**EXERCISE GOAL**:
Copy the result of filtering the entries below for lines that include the string "crate".

-------- DATASET RECORDS --------

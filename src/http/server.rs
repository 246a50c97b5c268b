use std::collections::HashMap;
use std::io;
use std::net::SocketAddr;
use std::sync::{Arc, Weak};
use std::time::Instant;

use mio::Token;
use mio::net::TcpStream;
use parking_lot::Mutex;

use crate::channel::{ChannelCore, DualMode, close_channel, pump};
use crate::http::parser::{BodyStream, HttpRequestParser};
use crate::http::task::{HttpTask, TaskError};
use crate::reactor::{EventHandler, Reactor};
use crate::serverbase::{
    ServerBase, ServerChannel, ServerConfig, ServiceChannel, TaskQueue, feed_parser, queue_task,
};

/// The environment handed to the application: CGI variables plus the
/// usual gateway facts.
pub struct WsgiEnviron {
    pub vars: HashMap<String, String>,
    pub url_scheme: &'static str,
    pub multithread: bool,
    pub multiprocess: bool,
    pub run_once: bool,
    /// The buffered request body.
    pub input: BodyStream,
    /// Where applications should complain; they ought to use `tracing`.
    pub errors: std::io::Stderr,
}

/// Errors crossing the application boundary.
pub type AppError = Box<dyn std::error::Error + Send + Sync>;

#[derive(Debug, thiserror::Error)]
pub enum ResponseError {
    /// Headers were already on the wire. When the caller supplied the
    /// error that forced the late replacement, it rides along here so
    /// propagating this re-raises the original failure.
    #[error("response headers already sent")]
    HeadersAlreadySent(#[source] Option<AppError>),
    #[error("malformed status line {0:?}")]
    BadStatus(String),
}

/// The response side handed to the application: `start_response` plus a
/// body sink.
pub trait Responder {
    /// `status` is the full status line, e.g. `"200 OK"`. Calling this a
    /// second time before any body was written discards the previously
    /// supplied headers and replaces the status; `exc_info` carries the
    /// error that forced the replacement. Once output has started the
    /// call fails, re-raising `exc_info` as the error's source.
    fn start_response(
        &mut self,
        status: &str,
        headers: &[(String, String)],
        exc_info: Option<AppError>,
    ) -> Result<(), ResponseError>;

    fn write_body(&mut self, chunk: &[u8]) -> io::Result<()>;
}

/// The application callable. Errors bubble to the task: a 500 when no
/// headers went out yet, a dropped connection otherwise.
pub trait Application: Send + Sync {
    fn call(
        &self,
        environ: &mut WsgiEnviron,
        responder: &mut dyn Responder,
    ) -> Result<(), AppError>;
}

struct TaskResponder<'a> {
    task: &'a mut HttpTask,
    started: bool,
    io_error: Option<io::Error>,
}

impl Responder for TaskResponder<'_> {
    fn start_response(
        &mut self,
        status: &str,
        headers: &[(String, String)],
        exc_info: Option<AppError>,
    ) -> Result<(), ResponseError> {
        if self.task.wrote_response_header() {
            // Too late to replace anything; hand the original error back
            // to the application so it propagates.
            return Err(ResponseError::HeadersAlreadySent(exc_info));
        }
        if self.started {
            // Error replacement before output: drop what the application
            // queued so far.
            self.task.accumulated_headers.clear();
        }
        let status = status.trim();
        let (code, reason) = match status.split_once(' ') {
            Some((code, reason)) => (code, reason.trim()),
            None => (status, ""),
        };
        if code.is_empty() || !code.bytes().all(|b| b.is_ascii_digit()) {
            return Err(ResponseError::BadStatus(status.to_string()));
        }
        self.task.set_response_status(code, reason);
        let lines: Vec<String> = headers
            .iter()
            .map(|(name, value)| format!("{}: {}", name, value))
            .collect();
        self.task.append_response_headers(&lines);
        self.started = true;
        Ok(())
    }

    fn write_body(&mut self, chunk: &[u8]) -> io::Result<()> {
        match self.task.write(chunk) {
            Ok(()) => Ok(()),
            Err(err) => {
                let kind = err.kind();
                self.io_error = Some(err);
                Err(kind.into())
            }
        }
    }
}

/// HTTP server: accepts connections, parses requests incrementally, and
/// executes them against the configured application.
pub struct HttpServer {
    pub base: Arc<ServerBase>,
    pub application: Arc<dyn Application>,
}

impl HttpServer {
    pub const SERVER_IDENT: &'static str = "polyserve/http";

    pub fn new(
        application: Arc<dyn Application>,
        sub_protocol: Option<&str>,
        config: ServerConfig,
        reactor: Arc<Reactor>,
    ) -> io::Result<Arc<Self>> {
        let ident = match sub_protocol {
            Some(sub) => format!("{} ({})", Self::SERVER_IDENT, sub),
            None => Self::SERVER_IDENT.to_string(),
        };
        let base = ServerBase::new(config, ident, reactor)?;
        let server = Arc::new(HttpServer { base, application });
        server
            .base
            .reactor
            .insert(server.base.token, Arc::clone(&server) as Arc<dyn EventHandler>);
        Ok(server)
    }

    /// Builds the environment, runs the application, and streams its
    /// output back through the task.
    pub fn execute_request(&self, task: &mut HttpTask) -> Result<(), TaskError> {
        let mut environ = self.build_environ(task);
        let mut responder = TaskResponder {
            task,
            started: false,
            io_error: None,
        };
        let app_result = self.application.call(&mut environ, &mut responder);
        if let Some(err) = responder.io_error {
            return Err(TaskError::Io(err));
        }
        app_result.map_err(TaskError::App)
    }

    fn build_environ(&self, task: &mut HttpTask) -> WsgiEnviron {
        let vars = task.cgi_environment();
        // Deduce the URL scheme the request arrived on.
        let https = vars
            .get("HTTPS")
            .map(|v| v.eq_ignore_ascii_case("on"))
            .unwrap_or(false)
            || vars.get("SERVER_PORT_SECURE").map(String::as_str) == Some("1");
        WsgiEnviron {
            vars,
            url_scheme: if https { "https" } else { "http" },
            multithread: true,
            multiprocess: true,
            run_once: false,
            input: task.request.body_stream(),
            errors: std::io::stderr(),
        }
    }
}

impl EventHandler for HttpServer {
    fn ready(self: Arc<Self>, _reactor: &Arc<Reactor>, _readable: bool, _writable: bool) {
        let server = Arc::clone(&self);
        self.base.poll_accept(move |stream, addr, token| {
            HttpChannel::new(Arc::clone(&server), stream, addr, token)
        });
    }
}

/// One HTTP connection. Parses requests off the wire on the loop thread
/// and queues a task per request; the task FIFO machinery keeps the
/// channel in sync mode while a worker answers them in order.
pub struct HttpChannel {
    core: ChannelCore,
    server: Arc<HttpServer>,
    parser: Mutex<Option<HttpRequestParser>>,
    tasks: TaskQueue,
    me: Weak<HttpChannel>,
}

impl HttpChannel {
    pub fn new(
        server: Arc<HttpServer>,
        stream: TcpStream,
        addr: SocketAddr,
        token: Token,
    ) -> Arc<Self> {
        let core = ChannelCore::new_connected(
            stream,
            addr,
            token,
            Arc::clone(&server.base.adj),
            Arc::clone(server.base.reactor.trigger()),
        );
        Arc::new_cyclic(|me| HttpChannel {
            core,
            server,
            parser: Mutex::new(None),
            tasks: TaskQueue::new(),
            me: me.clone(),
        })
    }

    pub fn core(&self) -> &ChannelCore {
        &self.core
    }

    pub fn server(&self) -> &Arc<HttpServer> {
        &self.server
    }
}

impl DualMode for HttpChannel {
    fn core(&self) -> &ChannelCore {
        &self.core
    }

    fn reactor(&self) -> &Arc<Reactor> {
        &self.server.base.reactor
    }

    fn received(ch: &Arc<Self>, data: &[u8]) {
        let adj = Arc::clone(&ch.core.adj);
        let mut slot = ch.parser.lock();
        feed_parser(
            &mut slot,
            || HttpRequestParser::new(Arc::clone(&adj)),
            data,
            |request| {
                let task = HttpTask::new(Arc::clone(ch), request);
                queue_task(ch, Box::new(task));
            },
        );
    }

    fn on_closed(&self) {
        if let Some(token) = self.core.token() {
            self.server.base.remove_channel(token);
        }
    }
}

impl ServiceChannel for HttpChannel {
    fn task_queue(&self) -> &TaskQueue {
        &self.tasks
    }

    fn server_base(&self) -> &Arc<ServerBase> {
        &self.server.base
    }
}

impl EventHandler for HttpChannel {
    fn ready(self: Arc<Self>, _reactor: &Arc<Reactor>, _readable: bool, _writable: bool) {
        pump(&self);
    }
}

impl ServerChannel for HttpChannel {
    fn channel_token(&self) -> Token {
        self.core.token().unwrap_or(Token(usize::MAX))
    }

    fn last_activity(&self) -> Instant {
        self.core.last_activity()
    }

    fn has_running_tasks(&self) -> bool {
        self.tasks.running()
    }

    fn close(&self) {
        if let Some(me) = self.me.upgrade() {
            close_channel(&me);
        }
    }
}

--------
-------- DATASET RECORDS --------

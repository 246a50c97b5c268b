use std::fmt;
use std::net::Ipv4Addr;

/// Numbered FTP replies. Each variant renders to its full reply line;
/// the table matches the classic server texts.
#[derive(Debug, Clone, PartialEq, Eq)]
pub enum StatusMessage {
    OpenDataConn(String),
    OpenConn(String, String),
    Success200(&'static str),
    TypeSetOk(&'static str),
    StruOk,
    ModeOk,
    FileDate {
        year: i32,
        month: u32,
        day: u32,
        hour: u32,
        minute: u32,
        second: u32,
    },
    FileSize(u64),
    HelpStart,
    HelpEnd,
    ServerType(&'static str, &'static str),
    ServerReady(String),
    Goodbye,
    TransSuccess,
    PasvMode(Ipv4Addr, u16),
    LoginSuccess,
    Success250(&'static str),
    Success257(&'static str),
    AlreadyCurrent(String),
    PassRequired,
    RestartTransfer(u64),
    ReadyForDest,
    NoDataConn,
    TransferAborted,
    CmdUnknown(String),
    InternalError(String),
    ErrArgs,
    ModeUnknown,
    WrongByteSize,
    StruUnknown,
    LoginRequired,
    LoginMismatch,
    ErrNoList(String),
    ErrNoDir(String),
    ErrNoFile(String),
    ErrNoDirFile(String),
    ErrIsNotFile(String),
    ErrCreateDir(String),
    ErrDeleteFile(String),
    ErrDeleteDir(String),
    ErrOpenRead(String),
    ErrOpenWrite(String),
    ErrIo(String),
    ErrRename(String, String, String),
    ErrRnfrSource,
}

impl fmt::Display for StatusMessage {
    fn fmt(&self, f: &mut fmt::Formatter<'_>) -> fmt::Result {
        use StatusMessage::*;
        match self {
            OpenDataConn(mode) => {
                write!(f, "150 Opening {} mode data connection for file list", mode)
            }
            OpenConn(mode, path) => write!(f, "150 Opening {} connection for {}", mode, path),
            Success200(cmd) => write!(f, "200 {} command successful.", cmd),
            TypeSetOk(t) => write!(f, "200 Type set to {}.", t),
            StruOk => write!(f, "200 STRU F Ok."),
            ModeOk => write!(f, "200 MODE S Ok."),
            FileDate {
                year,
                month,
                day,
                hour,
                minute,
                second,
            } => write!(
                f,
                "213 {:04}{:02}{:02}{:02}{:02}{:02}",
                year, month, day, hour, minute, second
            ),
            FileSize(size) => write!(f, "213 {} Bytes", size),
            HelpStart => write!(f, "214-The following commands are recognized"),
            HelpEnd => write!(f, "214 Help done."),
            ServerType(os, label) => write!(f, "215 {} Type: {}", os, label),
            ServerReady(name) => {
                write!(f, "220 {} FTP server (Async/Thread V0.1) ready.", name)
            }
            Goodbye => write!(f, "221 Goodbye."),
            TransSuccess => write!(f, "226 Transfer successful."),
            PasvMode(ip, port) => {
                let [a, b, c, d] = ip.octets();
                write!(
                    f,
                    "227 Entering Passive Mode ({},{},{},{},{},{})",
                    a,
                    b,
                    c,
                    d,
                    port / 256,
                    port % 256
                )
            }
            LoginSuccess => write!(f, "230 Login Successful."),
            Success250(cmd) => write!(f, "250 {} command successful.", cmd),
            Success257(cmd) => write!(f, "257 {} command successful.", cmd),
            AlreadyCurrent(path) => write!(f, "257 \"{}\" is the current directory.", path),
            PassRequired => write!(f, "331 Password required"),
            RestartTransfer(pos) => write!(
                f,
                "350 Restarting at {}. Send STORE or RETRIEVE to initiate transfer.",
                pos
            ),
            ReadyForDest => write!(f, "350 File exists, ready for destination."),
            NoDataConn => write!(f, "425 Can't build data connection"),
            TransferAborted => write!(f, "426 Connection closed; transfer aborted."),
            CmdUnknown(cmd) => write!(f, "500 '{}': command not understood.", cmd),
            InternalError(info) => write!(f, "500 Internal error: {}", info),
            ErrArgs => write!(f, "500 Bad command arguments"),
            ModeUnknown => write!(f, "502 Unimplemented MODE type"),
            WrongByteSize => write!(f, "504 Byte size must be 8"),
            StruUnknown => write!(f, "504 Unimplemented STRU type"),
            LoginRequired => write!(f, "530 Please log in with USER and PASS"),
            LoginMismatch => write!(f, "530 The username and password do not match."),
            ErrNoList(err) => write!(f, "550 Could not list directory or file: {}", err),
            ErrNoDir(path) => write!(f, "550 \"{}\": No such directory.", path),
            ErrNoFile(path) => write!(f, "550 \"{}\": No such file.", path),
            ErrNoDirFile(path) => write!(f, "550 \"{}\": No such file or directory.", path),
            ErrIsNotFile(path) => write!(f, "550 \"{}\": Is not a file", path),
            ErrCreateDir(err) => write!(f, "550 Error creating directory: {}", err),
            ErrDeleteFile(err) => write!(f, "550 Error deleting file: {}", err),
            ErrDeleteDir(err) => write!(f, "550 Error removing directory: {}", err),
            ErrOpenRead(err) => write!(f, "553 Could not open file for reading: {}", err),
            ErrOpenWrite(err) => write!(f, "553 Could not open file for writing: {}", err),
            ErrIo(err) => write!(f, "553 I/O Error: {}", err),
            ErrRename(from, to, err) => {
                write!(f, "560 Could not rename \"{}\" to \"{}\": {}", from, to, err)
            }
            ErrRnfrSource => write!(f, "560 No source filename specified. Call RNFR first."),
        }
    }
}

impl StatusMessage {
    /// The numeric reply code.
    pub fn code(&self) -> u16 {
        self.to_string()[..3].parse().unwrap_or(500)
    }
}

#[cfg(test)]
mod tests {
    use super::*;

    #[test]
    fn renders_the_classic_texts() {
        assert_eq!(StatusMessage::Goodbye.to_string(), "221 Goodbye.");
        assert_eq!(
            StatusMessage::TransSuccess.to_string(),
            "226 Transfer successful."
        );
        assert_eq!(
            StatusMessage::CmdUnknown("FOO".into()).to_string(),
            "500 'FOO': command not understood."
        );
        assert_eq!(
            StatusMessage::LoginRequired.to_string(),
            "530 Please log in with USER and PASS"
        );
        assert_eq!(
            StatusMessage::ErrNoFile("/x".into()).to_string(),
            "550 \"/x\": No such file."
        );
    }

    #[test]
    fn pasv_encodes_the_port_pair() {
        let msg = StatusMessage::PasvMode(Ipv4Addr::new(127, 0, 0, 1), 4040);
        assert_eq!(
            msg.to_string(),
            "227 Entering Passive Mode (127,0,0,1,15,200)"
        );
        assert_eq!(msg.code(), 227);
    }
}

--------
-------- DATASET RECORDS --------

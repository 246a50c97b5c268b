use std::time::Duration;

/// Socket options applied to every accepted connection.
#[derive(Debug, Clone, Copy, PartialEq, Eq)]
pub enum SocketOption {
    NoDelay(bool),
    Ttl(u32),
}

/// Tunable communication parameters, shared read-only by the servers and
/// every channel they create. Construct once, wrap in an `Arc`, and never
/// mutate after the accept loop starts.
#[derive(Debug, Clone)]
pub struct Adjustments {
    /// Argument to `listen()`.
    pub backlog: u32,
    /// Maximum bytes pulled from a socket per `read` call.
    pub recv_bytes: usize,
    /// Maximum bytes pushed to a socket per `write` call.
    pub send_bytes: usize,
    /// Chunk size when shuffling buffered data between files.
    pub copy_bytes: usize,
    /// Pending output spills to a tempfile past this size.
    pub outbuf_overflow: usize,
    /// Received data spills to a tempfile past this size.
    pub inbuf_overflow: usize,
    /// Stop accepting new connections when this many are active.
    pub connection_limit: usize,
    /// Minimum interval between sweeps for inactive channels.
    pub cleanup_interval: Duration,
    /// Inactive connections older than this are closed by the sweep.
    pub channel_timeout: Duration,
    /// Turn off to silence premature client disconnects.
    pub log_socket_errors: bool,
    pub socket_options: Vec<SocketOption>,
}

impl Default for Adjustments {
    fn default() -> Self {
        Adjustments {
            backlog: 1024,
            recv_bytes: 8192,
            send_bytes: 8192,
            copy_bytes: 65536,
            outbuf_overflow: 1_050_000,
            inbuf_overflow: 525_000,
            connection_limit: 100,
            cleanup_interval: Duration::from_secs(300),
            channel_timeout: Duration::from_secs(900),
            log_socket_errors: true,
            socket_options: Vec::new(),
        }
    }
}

--------

**RESPONSE AREA**:
use crate::channel::{ChannelCore, DualMode, close_channel, pump};
use crate::http::parser::{BodyStream, HttpRequestParser};
use crate::http::task::{HttpTask, TaskError};
use crate::reactor::{EventHandler, Reactor};
use crate::serverbase::{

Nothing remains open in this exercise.